Líffræðifélag Íslands - biologia.is
Líffræðiráðstefnan 2025
Erindi/veggspjald / Talk/poster E111
Höfundar / Authors: Ilmur Jónsdóttir (1), Andrew T Nishimoto (1), Haley Echlin (1), Nadia Olivero (1), Abigail McKnight (1), Amy Iverson (1), & Jason W Rosch (1)
Starfsvettvangur / Affiliations: 1. Department of Host-Microbe Interactions, St. Jude Children’s Research Hospital, Memphis, Tennessee, USA
Kynnir / Presenter: Ilmur Jónsdóttir
Bacterial pathogens continually evolve to overcome stressors such as antibiotics, posing a major threat to public health. Recently we found a novel adaptive mechanism in Streptococcus pneumoniae and in other pathogens, termed recombination-associated mutagenesis (RAM). Unlike generalized stress responses, RAM generates a distinct mutational signature localized specifically to sites of homologous recombination.
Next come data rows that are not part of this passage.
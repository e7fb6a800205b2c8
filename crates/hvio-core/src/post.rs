//! Completion: copying results back into guest-visible state and releasing requests.

use crate::error::{IoEmulError, Result};
use crate::request::{Direction, IoAccess, IoRequest, RequestState, RequestType};
use crate::vcpu::{Gpr, Vcpu, VcpuState};
use crate::vm::{GuestFlags, Vm};

/// What a post-processing call did.
#[derive(Debug, Clone, Copy, PartialEq, Eq)]
pub enum PostOutcome {
    /// Nothing was complete; no state changed.
    Idle,
    /// The result was applied and the request consumed.
    Applied,
    /// The vCPU is being torn down; the result was dropped.
    Discarded,
}

/// Checks the request is `Complete` and of an accepted type. `Ok(false)` means it was already
/// consumed.
fn ready(vcpu: &Vcpu, accepts: &[RequestType]) -> Result<bool> {
    let req = vcpu.io_request();
    match req.state {
        RequestState::Free => return Ok(false),
        RequestState::Complete => {}
        found => {
            return Err(IoEmulError::UnexpectedState {
                vcpu_id: vcpu.id(),
                expected: RequestState::Complete,
                found,
            })
        }
    }
    let kind = req.access.request_type();
    if !accepts.contains(&kind) {
        tracing::warn!(vcpu_id = vcpu.id(), ?kind, "post-processing for wrong request type");
        return Err(IoEmulError::InvalidType(kind));
    }
    Ok(true)
}

/// Finishes a completed MMIO request: a read lands in the register named by
/// [`Vcpu::mmio_decode`]. A request that was already consumed is left alone.
pub fn emulate_mmio_post(vcpu: &mut Vcpu) -> Result<PostOutcome> {
    if !ready(vcpu, &[RequestType::Mmio])? {
        return Ok(PostOutcome::Idle);
    }

    let access = vcpu.io_request().access;
    if access.direction() == Direction::Read {
        match vcpu.mmio_decode {
            Some(decode) => decode.apply(&mut vcpu.regs, access.size(), access.value()),
            None => tracing::debug!(
                vcpu_id = vcpu.id(),
                addr = access.address(),
                "MMIO read without decoded destination"
            ),
        }
    }
    vcpu.mmio_decode = None;
    vcpu.io_request_mut().state = RequestState::Free;
    Ok(PostOutcome::Applied)
}

/// Finishes a completed port (or PCI config) request: a read lands in the low bytes of RAX.
pub fn emulate_pio_post(vcpu: &mut Vcpu) -> Result<PostOutcome> {
    if !ready(vcpu, &[RequestType::PortIo, RequestType::PciCfg])? {
        return Ok(PostOutcome::Idle);
    }

    let access = vcpu.io_request().access;
    if access.direction() == Direction::Read {
        vcpu.regs.merge(Gpr::Rax, access.size(), access.value());
    }
    vcpu.io_request_mut().state = RequestState::Free;
    Ok(PostOutcome::Applied)
}

/// Pulls the device model's answer into the vCPU and frees the shared slot. `Ok(false)` means
/// the slot was already released.
fn take_completed(vm: &Vm, vcpu: &mut Vcpu, accepts: &[RequestType]) -> Result<bool> {
    let channel = vm.channel();
    if channel.state(vcpu.id())? == RequestState::Free {
        return Ok(false);
    }
    let access: IoAccess = channel.completed(vcpu.id())?;
    let kind = access.request_type();
    if !accepts.contains(&kind) {
        tracing::warn!(
            vm_id = vm.id(),
            vcpu_id = vcpu.id(),
            ?kind,
            "completed request has wrong type"
        );
        return Err(IoEmulError::InvalidType(kind));
    }

    *vcpu.io_request_mut() = IoRequest {
        access,
        state: RequestState::Complete,
    };
    channel.release(vcpu.id())?;
    Ok(true)
}

pub fn dm_emulate_mmio_post(vm: &Vm, vcpu: &mut Vcpu) -> Result<PostOutcome> {
    if !take_completed(vm, vcpu, &[RequestType::Mmio])? {
        return Ok(PostOutcome::Idle);
    }
    emulate_mmio_post(vcpu)
}

pub fn dm_emulate_pio_post(vm: &Vm, vcpu: &mut Vcpu) -> Result<PostOutcome> {
    if !take_completed(vm, vcpu, &[RequestType::PortIo, RequestType::PciCfg])? {
        return Ok(PostOutcome::Idle);
    }
    emulate_pio_post(vcpu)
}

/// Applies the device model's completion, if there is one, and makes the vCPU runnable.
///
/// A vCPU being torn down only has its slot released.
pub fn emulate_io_post(vm: &Vm, vcpu: &mut Vcpu) -> Result<PostOutcome> {
    let channel = vm.channel();
    let vcpu_id = vcpu.id();
    if channel.state(vcpu_id)? != RequestState::Complete {
        return Ok(PostOutcome::Idle);
    }

    if vcpu.state() == VcpuState::Zombie {
        channel.release(vcpu_id)?;
        vcpu.io_request_mut().state = RequestState::Free;
        vcpu.mmio_decode = None;
        tracing::debug!(vm_id = vm.id(), vcpu_id, "completion discarded for zombie vCPU");
        return Ok(PostOutcome::Discarded);
    }

    let outcome = match channel.completed(vcpu_id)?.request_type() {
        RequestType::Mmio => dm_emulate_mmio_post(vm, vcpu)?,
        RequestType::PortIo | RequestType::PciCfg => dm_emulate_pio_post(vm, vcpu)?,
    };
    vcpu.resume();
    Ok(outcome)
}

/// Blocks the calling vCPU thread until the device model completes its request.
///
/// Waits at most [`crate::VmConfig::completion_timeout`]. On timeout the request stays in flight
/// and the vCPU stays paused.
pub fn wait_for_io_completion(vm: &Vm, vcpu: &Vcpu) -> Result<()> {
    let config = vm.config();
    let polling = config
        .guest_flags
        .contains(GuestFlags::IO_COMPLETION_POLLING);
    vm.channel()
        .wait_for_completion(vcpu.id(), config.completion_timeout(), polling)
}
This process drives the emergence of de novo antimicrobial resistance (AMR) mutations. Mechanistically, we link RAM to the activity of error-prone polymerases DinB and DnaE. Intriguingly, RAM appears conserved in other clinically relevant pathogens, including Acinetobacter baumannii, but is absent in species possessing a canonical SOS response regulated by LexA, which both S. pneumoniae and A. baumannii lack. Our findings reveal a stress-induced, recombination-coupled mutagenesis program distinct from the SOS response, highlighting a previously unappreciated route to AMR evolution in key pathogens and pointing to new targets for limiting resistance development.